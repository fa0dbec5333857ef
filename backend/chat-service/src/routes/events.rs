use actix_web::{post, web, HttpResponse};

use crate::error::AppError;
use crate::middleware::AuthenticatedUser;
use crate::state::AppState;
use crate::websocket::message_types::WsOutboundEvent;

/// Admin hook: fan a pollExpired notice out to every connected client.
/// Poll lifecycle itself lives in another service; this is broadcast only.
#[post("/api/v1/chat/events/poll-expired")]
pub async fn poll_expired(
    user: AuthenticatedUser,
    state: web::Data<AppState>,
    body: web::Json<serde_json::Value>,
) -> Result<HttpResponse, AppError> {
    if !user.is_admin() {
        return Err(AppError::Forbidden(
            "only admins may broadcast events".to_string(),
        ));
    }

    let event = WsOutboundEvent::PollExpired {
        payload: body.into_inner(),
    };
    let payload = serde_json::to_string(&event).map_err(|_| AppError::Internal)?;
    state.registry.broadcast_all(payload).await;

    Ok(HttpResponse::Accepted().json(serde_json::json!({ "message": "event broadcast" })))
}
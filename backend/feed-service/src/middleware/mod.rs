pub mod auth;

pub use auth::{verify_token, AuthenticatedUser, Claims};
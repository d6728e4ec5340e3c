//! CLI integration tests for the `compdir` binary.
//!
//! Uses `assert_cmd` to spawn the binary and verify exit codes, stdout
//! content, and stderr content. Database-touching tests point at a port
//! nothing listens on, so the connect is refused immediately and the
//! fatal-connect contract (halt before any output) can be checked without
//! a running MySQL server.

use std::io::Write;
use std::time::Duration;

use assert_cmd::cargo::cargo_bin_cmd;
use assert_cmd::Command;
use predicates::prelude::*;
use tempfile::NamedTempFile;

fn compdir() -> Command {
    let mut cmd = cargo_bin_cmd!("compdir");
    cmd.timeout(Duration::from_secs(30));
    cmd
}

/// Write a config file pointing at 127.0.0.1:1 — a port with no listener,
/// so connecting fails fast with a refused connection.
fn unreachable_db_config() -> NamedTempFile {
    let toml_content = r#"
[database]
host = "127.0.0.1"
port = 1
user = "root"
database = "compdb"
connect_timeout_secs = 5
query_timeout_secs = 5

[server]
port = 0
"#;
    let tmp = NamedTempFile::new().expect("temp file");
    tmp.as_file()
        .write_all(toml_content.as_bytes())
        .expect("write config");
    tmp
}

// ──────────────────────────────────────────────
// 1. Help and version
// ──────────────────────────────────────────────

#[test]
fn help_exits_0_with_description() {
    compdir()
        .arg("--help")
        .assert()
        .success()
        .stdout(predicate::str::contains("Company directory page service"))
        .stdout(predicate::str::contains("render"))
        .stdout(predicate::str::contains("serve"));
}

#[test]
fn version_exits_0() {
    compdir()
        .arg("--version")
        .assert()
        .success()
        .stdout(predicate::str::contains("compdir"));
}

// ──────────────────────────────────────────────
// 2. Config subcommand
// ──────────────────────────────────────────────

#[test]
fn config_init_prints_skeleton() {
    compdir()
        .args(["config", "init"])
        .assert()
        .success()
        .stdout(predicate::str::contains("[database]"))
        .stdout(predicate::str::contains("[server]"))
        .stdout(predicate::str::contains("COMPDIR_DB_PASSWORD"));
}

// ──────────────────────────────────────────────
// 3. Fatal failure paths (no database required)
// ──────────────────────────────────────────────

#[test]
fn render_fails_on_missing_config_file() {
    compdir()
        .args(["render", "--config", "/nonexistent/compdir.toml"])
        .assert()
        .failure()
        .stderr(predicate::str::contains("could not read config"))
        .stdout(predicate::str::is_empty());
}

#[test]
fn render_fails_on_invalid_config_file() {
    let tmp = NamedTempFile::new().expect("temp file");
    tmp.as_file()
        .write_all(b"not valid toml [")
        .expect("write config");

    compdir()
        .args(["render", "--config"])
        .arg(tmp.path())
        .assert()
        .failure()
        .stderr(predicate::str::contains("could not read config"))
        .stdout(predicate::str::is_empty());
}

#[test]
fn render_halts_on_unreachable_database_with_no_output() {
    let config = unreachable_db_config();

    compdir()
        .args(["render", "--config"])
        .arg(config.path())
        .assert()
        .failure()
        .stderr(predicate::str::contains("connection"))
        .stdout(predicate::str::is_empty());
}

#[test]
fn serve_refuses_to_start_when_database_unreachable() {
    let config = unreachable_db_config();

    compdir()
        .args(["serve", "--config"])
        .arg(config.path())
        .assert()
        .failure()
        .stderr(predicate::str::contains("connection"));
}
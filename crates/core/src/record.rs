use serde::{Deserialize, Serialize};

/// One row of the `company` table.
///
/// Fields are read verbatim from the result set by column name; no
/// validation or normalization is applied. A record lives only for the
/// duration of one fetch-and-render pass.
#[derive(Debug, Clone, PartialEq, Eq, Serialize, Deserialize, sqlx::FromRow)]
pub struct CompanyRecord {
    pub name: String,
    pub email: String,
    pub phone: String,
    pub address: String,
}
//! `compdir serve` -- HTTP server for the company directory page.
//!
//! Serves the rendered "Company Data" page using `axum` + `tokio`. The
//! database is probed once at startup; an unreachable database is fatal
//! before the listener is bound, matching the page the service replaces.
//!
//! Endpoints:
//! - GET /        - Rendered "Company Data" HTML page
//! - GET /health  - Server status (JSON)

mod handlers;
mod state;

use std::sync::Arc;

use axum::http::Method;
use axum::routing::get;
use axum::Router;
use tower_http::cors::{Any, CorsLayer};

use compdir_core::config::DirectoryConfig;
use compdir_core::db;

use self::handlers::{handle_directory, handle_health, handle_not_found};
use self::state::AppState;

/// Start the HTTP server, listening on `port_override` or the config port.
///
/// Each request opens and closes its own database connection; the shared
/// state holds only the immutable config.
pub async fn start_server(
    mut config: DirectoryConfig,
    port_override: Option<u16>,
) -> Result<(), Box<dyn std::error::Error>> {
    if let Some(port) = port_override {
        config.server.port = port;
    }

    // Startup probe: connection failure halts before anything is served.
    db::probe(&config.database).await?;

    let port = config.server.port;
    let state = Arc::new(AppState { config });

    // CORS: permissive for a read-only page service.
    let cors = CorsLayer::new()
        .allow_origin(Any)
        .allow_methods([Method::GET])
        .allow_headers(Any);

    let app = Router::new()
        .route("/", get(handle_directory))
        .route("/health", get(handle_health))
        .fallback(handle_not_found)
        .layer(cors)
        .with_state(state);

    let addr = format!("0.0.0.0:{}", port);
    let listener = tokio::net::TcpListener::bind(&addr).await?;
    eprintln!("Company directory listening on http://{}", addr);

    axum::serve(listener, app)
        .with_graceful_shutdown(shutdown_signal())
        .await?;

    eprintln!("\nServer shut down.");
    Ok(())
}

/// Wait for a shutdown signal (Ctrl+C).
async fn shutdown_signal() {
    tokio::signal::ctrl_c()
        .await
        .expect("failed to install Ctrl+C handler");
    eprintln!("\nReceived shutdown signal...");
}
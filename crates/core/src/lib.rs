//! Core library for the company directory service.
//!
//! Provides the `CompanyRecord` row type, TOML configuration loading,
//! per-invocation MySQL access, and the HTML renderer for the
//! "Company Data" page.

pub mod config;
pub mod db;
pub mod error;
pub mod record;
pub mod render;

pub use error::DirectoryError;
pub use record::CompanyRecord;
//! Per-invocation MySQL access.
//!
//! Each invocation opens its own connection, runs the one fixed query, and
//! drops the connection when the pass is done. There is deliberately no
//! pool: the connection lifecycle is open → query → iterate → close, same
//! as the page the service replaces.

use std::time::Duration;

use sqlx::mysql::MySqlConnectOptions;
use sqlx::{ConnectOptions, Connection, MySqlConnection};

use crate::config::DatabaseConfig;
use crate::error::DirectoryError;
use crate::record::CompanyRecord;

/// The one query this service runs.
pub const COMPANY_QUERY: &str = "SELECT * FROM company";

/// Open a connection from config, bounded by the connect timeout.
pub async fn connect(config: &DatabaseConfig) -> Result<MySqlConnection, DirectoryError> {
    let options = MySqlConnectOptions::new()
        .host(&config.host)
        .port(config.port)
        .username(&config.user)
        .password(&config.password)
        .database(&config.database);

    match tokio::time::timeout(
        Duration::from_secs(config.connect_timeout_secs),
        options.connect(),
    )
    .await
    {
        Ok(Ok(conn)) => Ok(conn),
        Ok(Err(e)) => Err(DirectoryError::Connect(e)),
        Err(_) => Err(DirectoryError::ConnectTimeout {
            secs: config.connect_timeout_secs,
        }),
    }
}

/// Verify the database is reachable, then close the probe connection.
///
/// Used by `compdir serve` at startup: connection failure is fatal before
/// any request is served.
pub async fn probe(config: &DatabaseConfig) -> Result<(), DirectoryError> {
    let conn = connect(config).await?;
    conn.close().await.map_err(DirectoryError::Connect)?;
    Ok(())
}

/// Fetch all `company` rows on an open connection, in result order.
pub async fn fetch_companies(
    conn: &mut MySqlConnection,
) -> Result<Vec<CompanyRecord>, DirectoryError> {
    sqlx::query_as::<_, CompanyRecord>(COMPANY_QUERY)
        .fetch_all(conn)
        .await
        .map_err(map_query_error)
}

/// Full pass: connect, fetch under the query timeout, close, return records.
pub async fn load_companies(
    config: &DatabaseConfig,
) -> Result<Vec<CompanyRecord>, DirectoryError> {
    let mut conn = connect(config).await?;

    let records = match tokio::time::timeout(
        Duration::from_secs(config.query_timeout_secs),
        fetch_companies(&mut conn),
    )
    .await
    {
        Ok(result) => result?,
        Err(_) => {
            return Err(DirectoryError::QueryTimeout {
                secs: config.query_timeout_secs,
            })
        }
    };

    conn.close().await.map_err(DirectoryError::Query)?;
    Ok(records)
}

/// Map a fetch error to an explicit error kind.
///
/// A `ColumnNotFound` means the `company` table does not have the shape the
/// record expects; surface the column by name instead of a generic failure.
fn map_query_error(e: sqlx::Error) -> DirectoryError {
    match e {
        sqlx::Error::ColumnNotFound(name) => DirectoryError::MissingColumn { name },
        other => DirectoryError::Query(other),
    }
}
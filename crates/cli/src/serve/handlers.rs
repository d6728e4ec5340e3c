//! HTTP route handlers: directory page, health, fallback.

use std::sync::Arc;

use axum::extract::State;
use axum::http::StatusCode;
use axum::response::{Html, IntoResponse};
use axum::Json;

use compdir_core::{db, render};

use super::state::AppState;

/// Construct a minimal HTML error page with the given status code.
fn html_error(status: StatusCode, message: &str) -> (StatusCode, Html<String>) {
    let body = format!(
        "<!DOCTYPE html>\n<html lang=\"en\">\n<head><meta charset=\"UTF-8\"><title>Error</title></head>\n<body><h1>Error</h1><p>{}</p></body>\n</html>\n",
        render::escape_html(message)
    );
    (status, Html(body))
}

/// Fallback handler for unmatched routes.
pub(crate) async fn handle_not_found() -> impl IntoResponse {
    html_error(StatusCode::NOT_FOUND, "not found")
}

/// GET /health
pub(crate) async fn handle_health() -> impl IntoResponse {
    let response = serde_json::json!({
        "status": "ok",
        "version": env!("CARGO_PKG_VERSION"),
    });
    (StatusCode::OK, Json(response))
}

/// GET /
///
/// One full pass per request: connect, fetch, render, close. An unreachable
/// database is 503, a failed query 500; neither emits partial row output.
pub(crate) async fn handle_directory(State(state): State<Arc<AppState>>) -> impl IntoResponse {
    match db::load_companies(&state.config.database).await {
        Ok(records) => (StatusCode::OK, Html(render::render_page(&records))).into_response(),
        Err(e) if e.is_unavailable() => html_error(
            StatusCode::SERVICE_UNAVAILABLE,
            &format!("database unavailable: {}", e),
        )
        .into_response(),
        Err(e) => {
            html_error(StatusCode::INTERNAL_SERVER_ERROR, &e.to_string()).into_response()
        }
    }
}
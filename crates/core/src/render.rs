//! HTML rendering for the "Company Data" page.
//!
//! Pure functions: a slice of records in, a string out. The fragment shape
//! (one `<label>`/`<p>` pair per field, in name→email→phone→address order)
//! and the `0 results` fallback are the fixed output contract. Field values
//! are escaped before insertion; the original concatenated them raw, which
//! is an injection hole, not a contract to preserve.

use crate::record::CompanyRecord;

/// Title and top-level heading of the rendered page.
pub const PAGE_TITLE: &str = "Company Data";

/// Fallback text rendered in place of the fragment when the query
/// returns no rows.
pub const EMPTY_RESULT_TEXT: &str = "0 results";

/// Escape a value for insertion into HTML element content.
pub fn escape_html(value: &str) -> String {
    let mut out = String::with_capacity(value.len());
    for c in value.chars() {
        match c {
            '&' => out.push_str("&amp;"),
            '<' => out.push_str("&lt;"),
            '>' => out.push_str("&gt;"),
            '"' => out.push_str("&quot;"),
            '\'' => out.push_str("&#39;"),
            _ => out.push(c),
        }
    }
    out
}

/// Render the label/paragraph fragment for all records, in result order.
///
/// Zero records renders the literal `0 results` with no markup.
pub fn render_records(records: &[CompanyRecord]) -> String {
    if records.is_empty() {
        return EMPTY_RESULT_TEXT.to_string();
    }

    let mut out = String::new();
    for record in records {
        render_record(&mut out, record);
    }
    out
}

/// Append one record's four label/value pairs to `out`.
fn render_record(out: &mut String, record: &CompanyRecord) {
    let fields = [
        ("Name", &record.name),
        ("Email", &record.email),
        ("Phone", &record.phone),
        ("Address", &record.address),
    ];
    for (label, value) in fields {
        out.push_str(&format!(
            "<label>{} : </label><p>{}</p>\n",
            label,
            escape_html(value)
        ));
    }
}

/// Render the full HTML document: the fragment (or fallback) embedded in a
/// page titled "Company Data" with a matching top-level heading.
pub fn render_page(records: &[CompanyRecord]) -> String {
    format!(
        r#"<!DOCTYPE html>
<html lang="en">
<head>
    <meta charset="UTF-8">
    <meta name="viewport" content="width=device-width, initial-scale=1.0">
    <title>{title}</title>
</head>
<body>
    <h1>{title}</h1>
{body}</body>
</html>
"#,
        title = PAGE_TITLE,
        body = render_records(records),
    )
}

----------------------------------------

Using the listing, collect all lines in which the string "read" is found.

RESULT FOR THIS EXERCISE:
        .stderr(predicate::str::contains("could not read config"))
        .stderr(predicate::str::contains("could not read config"))
/// Fields are read verbatim from the result set by column name; no
    // CORS: permissive for a read-only page service.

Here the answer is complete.